In experiments in mice, researchers at Bradford University and Georgia State University discovered that by simply changing one aspect of the Arc protein, they could dramatically change the animals’ aptitude for learning. 

If the same can be replicated in humans, this newfound control center for learning could offer a target for future therapies to prevent memory loss. 

A single protein is key to learning flexibility which allows us to solve problems. Changes to this protein may be a key to the difficulty Alzheimer’s patients have trying to learn new information

Though we often refer to dementia as ‘memory loss,’ much of what make it debilitating is not the loss of memories themselves, but of the ability to form memories. 

For many of the 5.7 million Alzheimer’s patients in the US, the disease affects the episodic memory first.  

This is that type of memory that helps us recall where we put our keys and what happened to us over the course of the day. 

Family members of dementia patients also often start to notice that their loved ones struggle to solve otherwise simple problems. 

For the patients, it is as though the gears are turning but not quite locking up well enough to make anything happen as they try to work out a strategy for how to put together a puzzle, or answer a logic question. 

A healthy brain relies on short-term memory and learning to take on these tasks. 

In that brain, learning looks like a circuit switched on and then rapidly switched off, as if to close the loop and make sure all the new information is captured there. 

These ‘loops’ are made up of synaptic connections – electrical links between neurons. 

And, according to the new study, the Arc protein is the traffic controller that tells opens and closes the circuit. 

When a learning period ends, the Arc protein switches off very quickly, which, it turns out, allows the brain to capture information, like clapping a lid onto a jar as soon as a firefly has flown in. 

Dr Angela Mabb of Georgia State University, who co-authored the research said: ‘It’s scary to think that the abnormal removal of one single protein [Arc] in the brain can cause this type of altered behavior.’

To establish this, the scientists genetically modified one mouse so that its Arc protein turned off slowly. They compared its ability to navigate a maze to that of a mouse with a normally-functioning Arc protein.

Both mice could find their ways out of the maze.
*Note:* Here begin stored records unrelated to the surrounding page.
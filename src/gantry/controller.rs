//! Dual-axis coordinator.
//!
//! Owns both axes, the optional electromagnet and the optional wave executor.
//! Every motion call is blocking and takes `&mut self`.

use embedded_hal::digital::OutputPin;

use crate::axis::{AxisHooks, AxisId, StepperAxis};
use crate::config::{GantryConfig, DEFAULT_HOME_STEP_DELAY_US};
use crate::error::{ConfigError, Error, MotionError, Result, WaveError};
use crate::magnet::Electromagnet;
use crate::motion::{CoordinatedMove, Direction, LineSteps, StepTiming, Validated};
use crate::wave::{WaveAxis, WaveExecutor};

use super::status::{GantryStatus, HomingReport, MoveSummary, TimingMode};

/// Homing directions and speed used by [`Gantry::home`].
#[derive(Debug, Clone, Copy, PartialEq, Eq)]
pub struct HomingSettings {
    /// X seek direction.
    pub x_direction: Direction,
    /// Y seek direction.
    pub y_direction: Direction,
    /// Delay after each homing pulse, in nanoseconds.
    pub step_delay_ns: u32,
}

impl Default for HomingSettings {
    fn default() -> Self {
        Self {
            x_direction: Direction::Negative,
            y_direction: Direction::Negative,
            step_delay_ns: DEFAULT_HOME_STEP_DELAY_US * 1_000,
        }
    }
}

impl HomingSettings {
    /// Read homing directions and speed from configuration.
    pub fn from_config(config: &GantryConfig) -> Self {
        Self {
            x_direction: config.axes.x.home_direction,
            y_direction: config.axes.y.home_direction,
            step_delay_ns: config.homing.step_delay.as_nanos(),
        }
    }
}

/// Two-axis gantry with an optional electromagnet.
///
/// Generic over:
/// - `X`, `Y`: the axes (usually [`crate::axis::Axis`])
/// - `M`: electromagnet output pin
/// - `W`: hardware wave executor ([`crate::wave::SoftwareTimed`] when absent)
pub struct Gantry<X, Y, M, W>
where
    X: StepperAxis,
    Y: StepperAxis,
    M: OutputPin,
    W: WaveExecutor,
{
    x: X,
    y: Y,
    magnet: Option<Electromagnet<M>>,
    wave: Option<W>,
    timing: StepTiming,
    homing: HomingSettings,
}

struct SoftwareFailure {
    error: Error,
    x_done: u32,
    y_done: u32,
}

enum ExecutionFailure {
    Hardware(WaveError),
    Software(SoftwareFailure),
}

impl<X, Y, M, W> Gantry<X, Y, M, W>
where
    X: StepperAxis,
    Y: StepperAxis,
    M: OutputPin,
    W: WaveExecutor,
{
    pub(crate) fn new(
        x: X,
        y: Y,
        magnet: Option<Electromagnet<M>>,
        wave: Option<W>,
        timing: StepTiming,
        homing: HomingSettings,
    ) -> Self {
        Self {
            x,
            y,
            magnet,
            wave,
            timing,
            homing,
        }
    }

    /// X axis.
    #[inline]
    pub fn x(&self) -> &X {
        &self.x
    }

    /// Y axis.
    #[inline]
    pub fn y(&self) -> &Y {
        &self.y
    }

    /// Mutable X axis, for single-axis operations.
    #[inline]
    pub fn x_mut(&mut self) -> &mut X {
        &mut self.x
    }

    /// Mutable Y axis, for single-axis operations.
    #[inline]
    pub fn y_mut(&mut self) -> &mut Y {
        &mut self.y
    }

    /// Step timing used for coordinated moves.
    #[inline]
    pub fn timing(&self) -> &StepTiming {
        &self.timing
    }

    /// Active timing path.
    pub fn timing_mode(&self) -> TimingMode {
        if self.wave.is_some() {
            TimingMode::Hardware
        } else {
            TimingMode::Software
        }
    }

    /// Remove the wave executor; later moves use software timing.
    pub fn take_wave_executor(&mut self) -> Option<W> {
        let wave = self.wave.take();
        if wave.is_some() {
            log::warn!("hardware timing disabled; falling back to software timing");
        }
        wave
    }

    /// Current `(x, y)` in steps.
    pub fn position(&self) -> (i64, i64) {
        (
            self.x.state().current_position(),
            self.y.state().current_position(),
        )
    }

    /// Snapshot of both axes, the magnet and the timing path.
    pub fn status(&self) -> GantryStatus {
        GantryStatus {
            x_axis: self.x.state().status(),
            y_axis: self.y.state().status(),
            electromagnet: self.magnet.as_ref().map(Electromagnet::status),
            timing: self.timing_mode(),
        }
    }

    /// Home X, then Y.
    ///
    /// Y is not attempted when X fails.
    pub fn home_all(
        &mut self,
        x_direction: Direction,
        y_direction: Direction,
        step_delay_ns: u32,
    ) -> Result<HomingReport> {
        log::info!("homing X axis");
        let x_steps = self.x.home(x_direction, step_delay_ns)?;
        log::info!("homing Y axis");
        let y_steps = self.y.home(y_direction, step_delay_ns)?;
        Ok(HomingReport { x_steps, y_steps })
    }

    /// Home both axes with the configured directions and speed.
    pub fn home(&mut self) -> Result<HomingReport> {
        let settings = self.homing;
        self.home_all(
            settings.x_direction,
            settings.y_direction,
            settings.step_delay_ns,
        )
    }

    /// Move to an absolute position. Both axes must be homed.
    pub fn move_to(&mut self, x: i64, y: i64) -> Result<MoveSummary> {
        for axis in AxisId::ALL {
            let homed = match axis {
                AxisId::X => self.x.state().is_homed(),
                AxisId::Y => self.y.state().is_homed(),
            };
            if !homed {
                return Err(MotionError::NotHomed(axis).into());
            }
        }

        let (cx, cy) = self.position();
        self.move_relative(x.saturating_sub(cx), y.saturating_sub(cy))
    }

    /// Move by `(dx, dy)` steps along a straight line.
    ///
    /// Both targets are checked before any output is driven; an invalid
    /// target on either axis rejects the whole move.
    pub fn move_relative(&mut self, dx: i64, dy: i64) -> Result<MoveSummary> {
        let plan = CoordinatedMove::validate(self.x.state(), self.y.state(), dx, dy)?;
        let from = self.position();
        let timing = self.timing_mode();

        if plan.is_empty() {
            return Ok(MoveSummary::idle(from, timing));
        }

        let wave_axes = if self.wave.is_some() {
            Some(self.wave_axes(&plan)?)
        } else {
            None
        };

        log::debug!(
            "move ({}, {}) -> ({}, {}) via {:?}",
            from.0,
            from.1,
            plan.target().0,
            plan.target().1,
            timing
        );

        let armed = plan.arm(&mut self.x, &mut self.y)?;
        let steps = armed.line(self.timing);

        let outcome = match (self.wave.as_mut(), wave_axes) {
            (Some(wave), Some((axes, count))) => wave
                .execute(steps, &axes[..count])
                .map(|report| report.reconnects)
                .map_err(ExecutionFailure::Hardware),
            _ => run_software(&mut self.x, &mut self.y, steps)
                .map(|()| 0)
                .map_err(ExecutionFailure::Software),
        };

        let reconnects = match outcome {
            Ok(reconnects) => reconnects,
            Err(ExecutionFailure::Hardware(e)) => {
                log::warn!("hardware move failed, re-home required: {}", e);
                self.invalidate_homing();
                return Err(e.into());
            }
            Err(ExecutionFailure::Software(failure)) => {
                AxisHooks::set_position(&mut self.x, armed.x().reached(failure.x_done));
                AxisHooks::set_position(&mut self.y, armed.y().reached(failure.y_done));
                log::warn!("software move failed, re-home required: {}", failure.error);
                self.invalidate_homing();
                return Err(failure.error);
            }
        };

        let summary = MoveSummary {
            from,
            to: armed.target(),
            x_steps: armed.x().steps,
            y_steps: armed.y().steps,
            timing,
            reconnects,
        };
        armed.reconcile(&mut self.x, &mut self.y);
        Ok(summary)
    }

    /// Visit each waypoint with [`move_to`](Self::move_to).
    ///
    /// Stops at the first failing waypoint. Returns the number reached.
    pub fn follow_path(&mut self, waypoints: &[(i64, i64)]) -> Result<usize> {
        for (i, &(x, y)) in waypoints.iter().enumerate() {
            if let Err(e) = self.move_to(x, y) {
                log::warn!("path aborted at waypoint {} ({}, {}): {}", i, x, y, e);
                return Err(e);
            }
        }
        Ok(waypoints.len())
    }

    /// Energize the electromagnet. No-op without one.
    pub fn magnet_on(&mut self) -> Result<()> {
        match self.magnet.as_mut() {
            Some(magnet) => magnet.on(),
            None => {
                log::warn!("no electromagnet fitted; ignoring magnet_on");
                Ok(())
            }
        }
    }

    /// De-energize the electromagnet. No-op without one.
    pub fn magnet_off(&mut self) -> Result<()> {
        match self.magnet.as_mut() {
            Some(magnet) => magnet.off(),
            None => {
                log::warn!("no electromagnet fitted; ignoring magnet_off");
                Ok(())
            }
        }
    }

    /// Flip the electromagnet. No-op without one.
    pub fn magnet_toggle(&mut self) -> Result<()> {
        match self.magnet.as_mut() {
            Some(magnet) => magnet.toggle(),
            None => {
                log::warn!("no electromagnet fitted; ignoring magnet_toggle");
                Ok(())
            }
        }
    }

    /// STEP outputs low, magnet off, homing invalidated.
    ///
    /// Every action is attempted; the first error is returned.
    pub fn emergency_stop(&mut self) -> Result<()> {
        log::warn!("emergency stop");
        let x = self.x.force_step_low();
        let y = self.y.force_step_low();
        let magnet = match self.magnet.as_mut() {
            Some(magnet) => magnet.off(),
            None => Ok(()),
        };
        self.invalidate_homing();
        x.and(y).and(magnet)
    }

    /// Release the axes, magnet and executor.
    pub fn into_parts(self) -> (X, Y, Option<Electromagnet<M>>, Option<W>) {
        (self.x, self.y, self.magnet, self.wave)
    }

    fn invalidate_homing(&mut self) {
        AxisHooks::invalidate_home(&mut self.x);
        AxisHooks::invalidate_home(&mut self.y);
    }

    fn wave_axes(&self, plan: &CoordinatedMove<Validated>) -> Result<([WaveAxis; 2], usize)> {
        let mut axes = [WaveAxis {
            id: AxisId::X,
            step_gpio: 0,
            dir_gpio: 0,
            dir_level: false,
            pulse_ns: 0,
        }; 2];
        let mut count = 0;

        for id in AxisId::ALL {
            let leg = plan.leg(id);
            if !leg.moves() {
                continue;
            }
            let (gpio, state) = match id {
                AxisId::X => (self.x.gpio(), self.x.state()),
                AxisId::Y => (self.y.gpio(), self.y.state()),
            };
            let gpio = gpio.ok_or(Error::Config(ConfigError::MissingField("axis gpio")))?;
            axes[count] = WaveAxis {
                id,
                step_gpio: gpio.step,
                dir_gpio: gpio.dir,
                dir_level: leg.direction.pin_level(state.invert_direction()),
                pulse_ns: state.step_pulse_ns(),
            };
            count += 1;
        }

        Ok((axes, count))
    }
}

fn run_software<X, Y>(x: &mut X, y: &mut Y, steps: LineSteps) -> core::result::Result<(), SoftwareFailure>
where
    X: StepperAxis,
    Y: StepperAxis,
{
    let mut x_done = 0;
    let mut y_done = 0;

    for step in steps {
        let result = match step.axis {
            AxisId::X => x.pulse(step.delay_ns),
            AxisId::Y => y.pulse(step.delay_ns),
        };
        if let Err(error) = result {
            return Err(SoftwareFailure {
                error,
                x_done,
                y_done,
            });
        }
        match step.axis {
            AxisId::X => x_done += 1,
            AxisId::Y => y_done += 1,
        }
    }

    Ok(())
}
But when the researchers changes the course’s layout so that the escape hole had a new location, the mouse with the slow off-switch on its Arc protein could not adapt and figure out what had changed.

This is essentially because the altered mouse was unable to change its strategy due to ‘inflexibility’ in its learning.  

‘We are currently conducting new experiments in the lab to look at this more closely with the goal of identifying novel drug targets for neurological conditions like Alzheimer’s disease, which are known to have cognitive inflexibility,’ said Dr Mabb.

Study co-author Dr Sonia Correa from the University of Bradford, said: ‘These findings show that activity of a single molecule controls a critical aspect of learning and memory process, which is the ability to reverse a learning task.

‘Remarkably, this molecule is not implicated on the learning process itself, but rather on the reversal learning. 

‘As such these findings give us hope to develop specific therapeutic drugs aimed to delay deficits in reversal learning that is believed to cause the early loss of memory that occurs in ageing and neurodegenerative diseases.’